**EXERCISE DIRECTIONS:** Among the records, how many lines contain "SessionError"? Only the number is needed.

[Items from a data source]
^^^^^^^^^^^^^^^^

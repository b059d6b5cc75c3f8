//! Error types for the protocol crate.

use thiserror::Error;

/// Protocol error type covering all possible failure modes.
#[derive(Debug, Error)]
pub enum ProtocolError {
    /// A line from the worker was not valid JSON.
    #[error("malformed line: {reason}")]
    Decode {
        /// Parser diagnostic.
        reason: String,
        /// The offending line, trimmed.
        line: String,
    },

    /// A line parsed as JSON but was not an object.
    #[error("expected a JSON object, got: {line}")]
    NotAnObject {
        /// The offending line, trimmed.
        line: String,
    },

    /// Failed to serialize an outbound command.
    #[error("serialization failed: {0}")]
    Encode(String),
}

impl ProtocolError {
    /// Returns the raw line that caused a decode failure, if any.
    pub fn line(&self) -> Option<&str> {
        match self {
            ProtocolError::Decode { line, .. } | ProtocolError::NotAnObject { line } => Some(line),
            ProtocolError::Encode(_) => None,
        }
    }
}

/// Result type alias for protocol operations.
pub type Result<T> = std::result::Result<T, ProtocolError>;

impl From<serde_json::Error> for ProtocolError {
    fn from(err: serde_json::Error) -> Self {
        ProtocolError::Encode(err.to_string())
    }
}
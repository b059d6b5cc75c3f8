//! HTTP API and viewer event streams.

use std::convert::Infallible;
use std::sync::Arc;

use axum::body::Bytes;
use axum::extract::{Path, State};
use axum::http::StatusCode;
use axum::response::sse::{Event, KeepAlive, Sse};
use axum::response::{IntoResponse, Json, Response};
use axum::routing::{delete, get, post};
use axum::Router;
use futures_util::Stream;
use protocol::MatchSettings;
use serde::{Deserialize, Serialize};
use tokio_stream::StreamExt;
use tower_http::cors::CorsLayer;
use tower_http::trace::TraceLayer;

use crate::hand_log::HandLogError;
use crate::identity::PlayerId;
use crate::session::{SessionError, SessionId, SessionInfo, Supervisor};

/// Body returned when a player has no hand log.
pub const NO_LOGS: &str = "no logs yet";

/// Shared state accessible from handlers.
#[derive(Clone)]
pub struct AppState {
    pub supervisor: Arc<Supervisor>,
}

impl AppState {
    pub fn new(supervisor: Arc<Supervisor>) -> Self {
        Self { supervisor }
    }
}

/// Builds the router with all routes.
pub fn router(state: AppState) -> Router {
    Router::new()
        .route("/health", get(health))
        .route("/api/sessions", post(create_session).get(list_sessions))
        .route("/api/sessions/{id}", delete(terminate_session))
        .route("/api/sessions/{id}/events", get(session_events))
        .route("/api/sessions/{id}/action", post(human_action))
        .route("/api/sessions/{id}/next", post(next_hand))
        .route("/api/logs/{player}", get(player_log))
        .layer(TraceLayer::new_for_http())
        .layer(CorsLayer::permissive())
        .with_state(state)
}

/// Error response with a JSON `{"error": ...}` body.
#[derive(Debug)]
pub struct ApiError {
    status: StatusCode,
    message: String,
}

impl ApiError {
    pub fn bad_request(message: impl Into<String>) -> Self {
        Self {
            status: StatusCode::BAD_REQUEST,
            message: message.into(),
        }
    }

    pub fn status(&self) -> StatusCode {
        self.status
    }
}

impl From<SessionError> for ApiError {
    fn from(err: SessionError) -> Self {
        let status = match &err {
            SessionError::InvalidIdentity(_) => StatusCode::BAD_REQUEST,
            SessionError::UnknownSession(_) => StatusCode::NOT_FOUND,
            SessionError::CapacityReached(_) => StatusCode::SERVICE_UNAVAILABLE,
            SessionError::SpawnFailed(_) | SessionError::WriteFailed(_) | SessionError::Io(_) => {
                StatusCode::INTERNAL_SERVER_ERROR
            }
        };
        Self {
            status,
            message: err.to_string(),
        }
    }
}

impl From<HandLogError> for ApiError {
    fn from(err: HandLogError) -> Self {
        Self {
            status: StatusCode::INTERNAL_SERVER_ERROR,
            message: err.to_string(),
        }
    }
}

impl IntoResponse for ApiError {
    fn into_response(self) -> Response {
        if self.status.is_server_error() {
            tracing::error!(status = %self.status, error = %self.message, "Request failed");
        } else {
            tracing::debug!(status = %self.status, error = %self.message, "Request rejected");
        }
        (self.status, Json(ErrorBody { error: self.message })).into_response()
    }
}

#[derive(Serialize)]
struct ErrorBody {
    error: String,
}

#[derive(Debug, Serialize)]
pub struct HealthResponse {
    pub status: &'static str,
    pub sessions: usize,
}

#[derive(Debug, Deserialize)]
pub struct CreateSessionRequest {
    pub player: String,
    #[serde(default)]
    pub settings: MatchSettings,
}

#[derive(Debug, Serialize)]
pub struct CreateSessionResponse {
    pub session_id: SessionId,
}

#[derive(Debug, Deserialize)]
pub struct ActionRequest {
    pub act: u8,
    #[serde(default)]
    pub iters: Option<u32>,
}

#[derive(Debug, Default, Deserialize)]
pub struct NextHandRequest {
    #[serde(default)]
    pub iters: Option<u32>,
}

/// GET /health
async fn health(State(state): State<AppState>) -> Json<HealthResponse> {
    Json(HealthResponse {
        status: "ok",
        sessions: state.supervisor.registry().len(),
    })
}

/// POST /api/sessions
async fn create_session(
    State(state): State<AppState>,
    Json(request): Json<CreateSessionRequest>,
) -> Result<(StatusCode, Json<CreateSessionResponse>), ApiError> {
    let session_id = state
        .supervisor
        .create_session(&request.player, request.settings)
        .await?;
    Ok((StatusCode::CREATED, Json(CreateSessionResponse { session_id })))
}

/// GET /api/sessions
async fn list_sessions(State(state): State<AppState>) -> Json<Vec<SessionInfo>> {
    Json(state.supervisor.registry().list().await)
}

/// GET /api/sessions/{id}/events
async fn session_events(
    State(state): State<AppState>,
    Path(id): Path<SessionId>,
) -> Result<Sse<impl Stream<Item = Result<Event, Infallible>>>, ApiError> {
    let viewer = state.supervisor.subscribe(&id).await?;
    tracing::debug!(session_id = %id, viewer_id = viewer.id(), "Event stream opened");

    let stream = viewer
        .into_stream()
        .map(|payload| Ok(Event::default().data(&*payload)));
    Ok(Sse::new(stream).keep_alive(KeepAlive::default()))
}

/// POST /api/sessions/{id}/action
async fn human_action(
    State(state): State<AppState>,
    Path(id): Path<SessionId>,
    Json(request): Json<ActionRequest>,
) -> Result<StatusCode, ApiError> {
    state
        .supervisor
        .human_action(&id, request.act, request.iters)
        .await?;
    Ok(StatusCode::ACCEPTED)
}

/// POST /api/sessions/{id}/next
///
/// The body is optional.
async fn next_hand(
    State(state): State<AppState>,
    Path(id): Path<SessionId>,
    body: Bytes,
) -> Result<StatusCode, ApiError> {
    let request = if body.iter().all(u8::is_ascii_whitespace) {
        NextHandRequest::default()
    } else {
        serde_json::from_slice(&body).map_err(|e| ApiError::bad_request(e.to_string()))?
    };
    state.supervisor.next_hand(&id, request.iters).await?;
    Ok(StatusCode::ACCEPTED)
}

/// DELETE /api/sessions/{id}
async fn terminate_session(
    State(state): State<AppState>,
    Path(id): Path<SessionId>,
) -> Result<StatusCode, ApiError> {
    state.supervisor.terminate_session(&id)?;
    Ok(StatusCode::NO_CONTENT)
}

/// GET /api/logs/{player}
async fn player_log(
    State(state): State<AppState>,
    Path(player): Path<String>,
) -> Result<String, ApiError> {
    let player = PlayerId::parse(&player)?;
    let contents = state.supervisor.store().read(&player).await?;
    Ok(contents.unwrap_or_else(|| NO_LOGS.to_string()))
}
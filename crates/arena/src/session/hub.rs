//! Per-session event fan-out to viewers.
//!
//! Every viewer owns a bounded channel. Publishing serializes an event once
//! and offers the same buffer to every channel with `try_send`, so a slow or
//! vanished viewer can never stall the session. A viewer whose channel is
//! full or closed is removed on the spot; the others are unaffected.
//!
//! Subscription, removal and publishing all go through one lock, so a
//! viewer either sees a given event or was not registered when it was
//! published. A live viewer never observes a gap.

use std::collections::HashMap;
use std::sync::atomic::{AtomicBool, AtomicU64, Ordering};
use std::sync::Arc;

use futures_util::Stream;
use protocol::SyntheticEvent;
use serde::Serialize;
use tokio::sync::{mpsc, RwLock};
use tokio_stream::wrappers::ReceiverStream;
use tokio_stream::StreamExt;

use super::SessionId;

/// Identifier of a viewer within one session.
pub type ViewerId = u64;

/// A serialized event, shared by every viewer that receives it.
pub type EventPayload = Arc<str>;

/// Default channel capacity for a viewer.
pub const DEFAULT_VIEWER_BUFFER: usize = 256;

struct ViewerHandle {
    tx: mpsc::Sender<EventPayload>,
    delivered: u64,
}

/// Broadcasts one session's events to all of its viewers.
pub struct BroadcastHub {
    session_id: SessionId,
    viewers: RwLock<HashMap<ViewerId, ViewerHandle>>,
    next_viewer: AtomicU64,
    capacity: usize,
    closed: AtomicBool,
}

impl BroadcastHub {
    /// Creates a hub for the given session.
    pub fn new(session_id: SessionId, capacity: usize) -> Self {
        Self {
            session_id,
            viewers: RwLock::new(HashMap::new()),
            next_viewer: AtomicU64::new(1),
            capacity: capacity.max(1),
            closed: AtomicBool::new(false),
        }
    }

    pub fn session_id(&self) -> &SessionId {
        &self.session_id
    }

    /// Registers a new viewer.
    ///
    /// The viewer's first event is always `connected`, carrying the session
    /// id. Returns `None` once the hub has been closed.
    pub async fn subscribe(self: &Arc<Self>) -> Option<Viewer> {
        let connected = serialize(&SyntheticEvent::connected(self.session_id.clone()))?;
        let (tx, rx) = mpsc::channel(self.capacity);

        let mut viewers = self.viewers.write().await;
        if self.is_closed() {
            return None;
        }

        let id = self.next_viewer.fetch_add(1, Ordering::Relaxed);
        // A fresh channel always has room for one message.
        if tx.try_send(connected).is_err() {
            return None;
        }
        viewers.insert(id, ViewerHandle { tx, delivered: 1 });

        tracing::debug!(
            session_id = %self.session_id,
            viewer_id = id,
            viewers = viewers.len(),
            "Viewer subscribed"
        );

        Some(Viewer {
            id,
            rx,
            guard: ViewerGuard {
                hub: Arc::clone(self),
                id,
            },
        })
    }

    /// Removes a viewer. Removing an unknown viewer is a no-op.
    ///
    /// Returns whether the viewer was registered.
    pub async fn unsubscribe(&self, id: ViewerId) -> bool {
        let removed = self.viewers.write().await.remove(&id);
        if let Some(handle) = &removed {
            tracing::debug!(
                session_id = %self.session_id,
                viewer_id = id,
                delivered = handle.delivered,
                "Viewer unsubscribed"
            );
        }
        removed.is_some()
    }

    /// Serializes an event once and delivers it to every viewer.
    ///
    /// Returns the number of viewers that received it.
    pub async fn publish<T: Serialize>(&self, event: &T) -> usize {
        match serialize(event) {
            Some(payload) => self.publish_payload(payload).await,
            None => 0,
        }
    }

    /// Delivers an already-serialized event to every viewer.
    pub async fn publish_payload(&self, payload: EventPayload) -> usize {
        let mut viewers = self.viewers.write().await;
        let session_id = &self.session_id;

        viewers.retain(|id, handle| match handle.tx.try_send(Arc::clone(&payload)) {
            Ok(()) => {
                handle.delivered += 1;
                true
            }
            Err(mpsc::error::TrySendError::Full(_)) => {
                tracing::warn!(
                    session_id = %session_id,
                    viewer_id = id,
                    delivered = handle.delivered,
                    "Viewer fell behind, disconnecting"
                );
                false
            }
            Err(mpsc::error::TrySendError::Closed(_)) => {
                tracing::debug!(session_id = %session_id, viewer_id = id, "Viewer channel closed");
                false
            }
        });

        tracing::trace!(session_id = %session_id, recipients = viewers.len(), "Published event");
        viewers.len()
    }

    /// Disconnects every viewer and refuses new ones.
    pub async fn close(&self) {
        let mut viewers = self.viewers.write().await;
        self.closed.store(true, Ordering::SeqCst);
        let count = viewers.len();
        viewers.clear();
        tracing::debug!(session_id = %self.session_id, viewers = count, "Hub closed");
    }

    pub fn is_closed(&self) -> bool {
        self.closed.load(Ordering::SeqCst)
    }

    /// Returns the number of registered viewers.
    pub async fn viewer_count(&self) -> usize {
        self.viewers.read().await.len()
    }
}

fn serialize<T: Serialize>(event: &T) -> Option<EventPayload> {
    match serde_json::to_string(event) {
        Ok(json) => Some(Arc::from(json)),
        Err(e) => {
            tracing::warn!(error = %e, "Failed to serialize event");
            None
        }
    }
}

/// Unregisters a viewer when dropped.
struct ViewerGuard {
    hub: Arc<BroadcastHub>,
    id: ViewerId,
}

impl Drop for ViewerGuard {
    fn drop(&mut self) {
        // Without a runtime the closed channel is pruned on the next publish.
        if let Ok(runtime) = tokio::runtime::Handle::try_current() {
            let hub = Arc::clone(&self.hub);
            let id = self.id;
            runtime.spawn(async move {
                hub.unsubscribe(id).await;
            });
        }
    }
}

/// A subscribed viewer's end of the stream.
///
/// Dropping the viewer unsubscribes it.
pub struct Viewer {
    id: ViewerId,
    rx: mpsc::Receiver<EventPayload>,
    guard: ViewerGuard,
}

impl Viewer {
    pub fn id(&self) -> ViewerId {
        self.id
    }

    /// Receives the next event. Returns `None` once the viewer has been
    /// removed or the session is gone.
    pub async fn recv(&mut self) -> Option<EventPayload> {
        self.rx.recv().await
    }

    /// Converts the viewer into a stream of serialized events.
    pub fn into_stream(self) -> impl Stream<Item = EventPayload> + Send + 'static {
        let Viewer { rx, guard, .. } = self;
        ReceiverStream::new(rx).map(move |payload| {
            let _guard = &guard;
            payload
        })
    }
}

^^^^^^^^^^^^^^^^

**TASK SOLUTION:** 7